The Jeep was rolling. With Austyn and his grandfather inside, it plunged 150 feet down the mountain, losing its soft-top at some point along the way, and propelling them both out of the vehicle before coming to a stop.
Kerley said her son remembers the fall. Austyn told his mother that Greenough repeatedly said he loved him and that he would be safe during the fall.
"He was so calm and peaceful the whole way down so that my son would not be scared," Kerley relayed through tears.
She believes her father's embrace saved her son's life and kept him from suffering lasting brain damage.
Greenough, 63, died on the mountain. "He took all the blows as they rolled," Kerley said.
Austyn was airlifted to University New Mexico Hospital in Albuquerque. By the time he arrived, he had lost 40 percent of his blood and had suffered from respiratory failure twice, Kerley said.
Doctors also treated the teen for internal bleeding, a collapsed lung, broken ribs, spinal fractures, a lacerated pancreas and liver, a broken clavicle and a grade 5 brain hemorrhage, which is the most severe. Austyn also wanted NBC News to know that he broke his pinky.
"Nothing prepares a mother to walk into an intensive care unit to your son in that condition," said Kerley, who flew from their home in Oklahoma to Albuquerque as quickly as she could after her husband called her about the accident. "He was intubated and sedated, covered in blood — head-to-toe blood," she said.
Doctors told the family Austyn would be in the New Mexico hospital through at least October, and would then have to get treatment at an in-patient hospital in Oklahoma for several months after that.
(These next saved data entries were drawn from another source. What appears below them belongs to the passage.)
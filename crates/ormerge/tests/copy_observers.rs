use std::cell::{Cell, RefCell};
use std::collections::HashMap;
use std::rc::Rc;

use ormerge::prelude::*;
use ormerge::{
    ENTITY_COPY_OBSERVER_SETTING, EntityCopyObserver, EntityStore, MergeErrorKind, Row,
    StoredValue,
};

/// Author 1..n Book, cascading merge both ways.
fn registry() -> Arc<PersisterRegistry> {
    let registry = PersisterRegistry::new()
        .with(
            EntityMetadata::new("Author", IdentifierMetadata::generated("id"))
                .versioned(VersionMetadata::new("version"))
                .property(PropertyMetadata::basic("name"))
                .property(PropertyMetadata::one_to_many("books", "Book").cascade(CascadeStyle::MERGE)),
        )
        .unwrap()
        .with(
            EntityMetadata::new("Book", IdentifierMetadata::generated("id"))
                .versioned(VersionMetadata::new("version"))
                .property(PropertyMetadata::basic("title"))
                .property(PropertyMetadata::many_to_one("author", "Author").cascade(CascadeStyle::MERGE)),
        )
        .unwrap();
    Arc::new(registry)
}

fn seed(session: &mut Session<InMemoryDatastore>) {
    session.datastore_mut().seed(
        "Author",
        Row {
            entity_name: "Author",
            identifier: Value::BigInt(1),
            version: Value::BigInt(1),
            values: vec![
                StoredValue::Scalar(Value::from("Le Guin")),
                StoredValue::References(vec![Value::BigInt(1), Value::BigInt(2)]),
            ],
        },
    );
    for (id, title) in [(1, "The Dispossessed"), (2, "The Lathe of Heaven")] {
        session.datastore_mut().seed(
            "Book",
            Row {
                entity_name: "Book",
                identifier: Value::BigInt(id),
                version: Value::BigInt(1),
                values: vec![
                    StoredValue::Scalar(Value::from(title)),
                    StoredValue::Reference(Some(Value::BigInt(1))),
                ],
            },
        );
    }
}

fn detached(session: &mut Session<InMemoryDatastore>, entity_name: &str, id: i64) -> EntityRef {
    let entity = session.instantiate_with_id(entity_name, id).unwrap();
    session.set_version(entity, 1_i64).unwrap();
    entity
}

/// A detached author whose second book points at another detached copy of
/// the same author. Returns the author to merge.
fn graph_with_two_author_copies(session: &mut Session<InMemoryDatastore>) -> EntityRef {
    let author = detached(session, "Author", 1);
    let author_copy = detached(session, "Author", 1);
    let first = detached(session, "Book", 1);
    let second = detached(session, "Book", 2);
    session.set_scalar(author, "name", "Ursula K. Le Guin").unwrap();
    session.set_scalar(author_copy, "name", "U. K. Le Guin").unwrap();
    session.set_scalar(first, "title", "The Dispossessed").unwrap();
    session.set_scalar(second, "title", "The Lathe of Heaven").unwrap();
    session.set_collection(author, "books", [first, second]).unwrap();
    session.set_reference(first, "author", Some(author)).unwrap();
    session.set_reference(second, "author", Some(author_copy)).unwrap();
    author
}

fn session_with(config: SessionConfig) -> Session<InMemoryDatastore> {
    let mut session = Session::with_config(InMemoryDatastore::new(), registry(), config);
    seed(&mut session);
    session
}

#[test]
fn disallow_observer_rejects_two_copies_of_one_row() {
    let mut session = session_with(SessionConfig::new());
    let author = graph_with_two_author_copies(&mut session);

    let err = session.merge(author).unwrap_err();
    assert!(err.is_entity_copy());
    assert_eq!(err.merge_kind(), Some(MergeErrorKind::EntityCopy));
    assert!(err.to_string().contains("Multiple representations"));
    assert!(session.merge_context().is_empty());
}

#[test]
fn allow_observer_merges_every_copy() {
    let mut session = session_with(
        SessionConfig::new()
            .entity_copy_observer(EntityCopyObserverKind::Allow)
            .statistics_enabled(true),
    );
    let author = graph_with_two_author_copies(&mut session);

    let managed = session.merge(author).unwrap();
    // The outermost copy is applied last.
    assert_eq!(session.scalar(managed, "name").unwrap(), Value::from("Ursula K. Le Guin"));
    let books = session.collection(managed, "books").unwrap();
    assert_eq!(books.len(), 2);
    for book in books {
        assert_eq!(session.reference(book, "author").unwrap(), Some(managed));
    }
    assert_eq!(session.statistics().entity_copies_detected, 1);
}

#[test]
fn log_observer_merges_and_counts_copies() {
    let mut session = session_with(
        SessionConfig::from_json(r#"{"entity_copy_observer": "log", "statistics_enabled": true}"#)
            .unwrap(),
    );
    let author = graph_with_two_author_copies(&mut session);

    session.merge(author).unwrap();
    assert_eq!(session.statistics().entity_copies_detected, 1);

    // A later merge starts from a clean table.
    let again = graph_with_two_author_copies(&mut session);
    session.merge(again).unwrap();
    assert_eq!(session.statistics().entity_copies_detected, 2);
}

#[test]
fn observer_strategy_from_settings() {
    let mut settings = HashMap::new();
    settings.insert(ENTITY_COPY_OBSERVER_SETTING.to_string(), "ALLOW".to_string());
    let config = SessionConfig::from_settings(&settings).unwrap();
    assert_eq!(config.entity_copy_observer, EntityCopyObserverKind::Allow);

    let mut session = session_with(config);
    let author = graph_with_two_author_copies(&mut session);
    assert!(session.merge(author).is_ok());

    settings.insert(ENTITY_COPY_OBSERVER_SETTING.to_string(), "sometimes".to_string());
    assert!(matches!(SessionConfig::from_settings(&settings), Err(Error::Config(_))));
}

type Copies = Rc<RefCell<Vec<(EntityRef, EntityRef, EntityRef)>>>;

#[derive(Debug)]
struct Recording {
    copies: Copies,
    completed: Rc<Cell<usize>>,
}

impl EntityCopyObserver for Recording {
    fn entity_copy_detected(
        &mut self,
        managed: EntityRef,
        merge_entity: EntityRef,
        old_merge_entity: EntityRef,
        _store: &EntityStore,
    ) -> Result<()> {
        self.copies
            .borrow_mut()
            .push((managed, merge_entity, old_merge_entity));
        Ok(())
    }

    fn top_level_merge_complete(&mut self, _store: &EntityStore) {
        self.completed.set(self.completed.get() + 1);
    }

    fn clear(&mut self) {}
}

#[test]
fn custom_observer_factory_is_created_lazily_once() {
    let copies: Copies = Rc::default();
    let completed = Rc::new(Cell::new(0));
    let created = Rc::new(Cell::new(0));

    let factory = {
        let (copies, completed, created) = (copies.clone(), completed.clone(), created.clone());
        move || -> Box<dyn EntityCopyObserver> {
            created.set(created.get() + 1);
            Box::new(Recording {
                copies: copies.clone(),
                completed: completed.clone(),
            })
        }
    };
    let mut session = session_with(SessionConfig::new()).with_entity_copy_observer_factory(factory);
    assert_eq!(created.get(), 0);

    let author = graph_with_two_author_copies(&mut session);
    let managed = session.merge(author).unwrap();
    assert_eq!(created.get(), 1);
    assert_eq!(completed.get(), 1);

    let recorded = copies.borrow().clone();
    assert_eq!(recorded.len(), 1);
    let (copy_managed, merge_entity, old_merge_entity) = recorded[0];
    assert_eq!(session.store().unproxy(copy_managed).unwrap(), session.store().unproxy(managed).unwrap());
    assert_eq!(old_merge_entity, author);
    assert_ne!(merge_entity, author);

    let plain = session.instantiate("Book").unwrap();
    session.merge(plain).unwrap();
    assert_eq!(created.get(), 1);
    assert_eq!(completed.get(), 2);
}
Austyn went home last week.
Kerley said he has the same upbeat attitude that he did before the accident and throughout his entire hospital stay. "He's a blessing," she said.
But she's missing her dad, who she said was at every one of her three kids activities — every recital, every competition, even games in 20-degree weather. That's why she's not surprised he shielded her son from danger.
"My dad was a selfless man," Kerley said. "He always said he would protect us … and he really did."